● **WHAT THE TASK REQUIRES**: Only the number is wanted: state how many lines of the data below contain the word "pool".
____ RECORDS FOR THIS TASK
//! Classfile serializer.
//!
//! Mirror of the reader: labels become offsets again, compact instruction
//! forms (`iload_0`, `ldc`, `wide`) are chosen from operand values, and
//! symbolic field, method, and call-site references are interned into a
//! copy of the class's constant pool. Interning is append-only, so indices
//! parsed from the original file stay valid and raw passthrough attributes
//! need no rewriting.

use std::collections::{HashMap, HashSet};

use tracing::trace;

use classweave_utils::errors::ClassWriteError;

use crate::desc::argument_slots;
use crate::insn::{CallSite, Const, Insn, LabelId};
use crate::node::{
    BootstrapMethod, ClassNode, MethodNode, RawAttribute, StackMapFrame, VerificationType,
};
use crate::opcode::Opcode;
use crate::pool::{encode_modified_utf8, tag, ConstPool, PoolEntry};

const MAGIC: u32 = 0xcafe_babe;
const MAX_CODE_LEN: usize = 0xffff;

fn put_u8(buf: &mut Vec<u8>, v: u8) {
    buf.push(v);
}

fn put_u16(buf: &mut Vec<u8>, v: u16) {
    buf.extend_from_slice(&v.to_be_bytes());
}

fn put_u32(buf: &mut Vec<u8>, v: u32) {
    buf.extend_from_slice(&v.to_be_bytes());
}

fn put_i32(buf: &mut Vec<u8>, v: i32) {
    buf.extend_from_slice(&v.to_be_bytes());
}

/// Serializes a class back to bytes.
///
/// The class itself is not modified: interning happens on an internal copy
/// of the pool and bootstrap method table, so writing is repeatable.
pub fn write_class(class: &ClassNode) -> Result<Vec<u8>, ClassWriteError> {
    let mut w = ClassWriter {
        pool: class.pool.clone(),
        bootstrap: class.bootstrap_methods.clone(),
    };
    w.write(class)
}

struct ClassWriter {
    pool: ConstPool,
    bootstrap: Vec<BootstrapMethod>,
}

/// Pre-interned operand of one instruction, so layout can size everything
/// without touching the pool again.
#[derive(Clone, Copy)]
enum Operand {
    None,
    /// Constant pool index plus whether it loads two stack slots.
    Const { index: u16, wide_slot: bool },
    /// Any plain u16 pool index operand.
    Ref(u16),
}
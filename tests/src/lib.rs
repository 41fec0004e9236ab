//! Cross-crate integration tests: classfile round trips through the
//! reader and writer, and end-to-end transformer runs over real bytes.
#![cfg(test)]

mod core;
mod fixtures;
mod transforms;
________
● **RESULT OF THE EXERCISE**: 8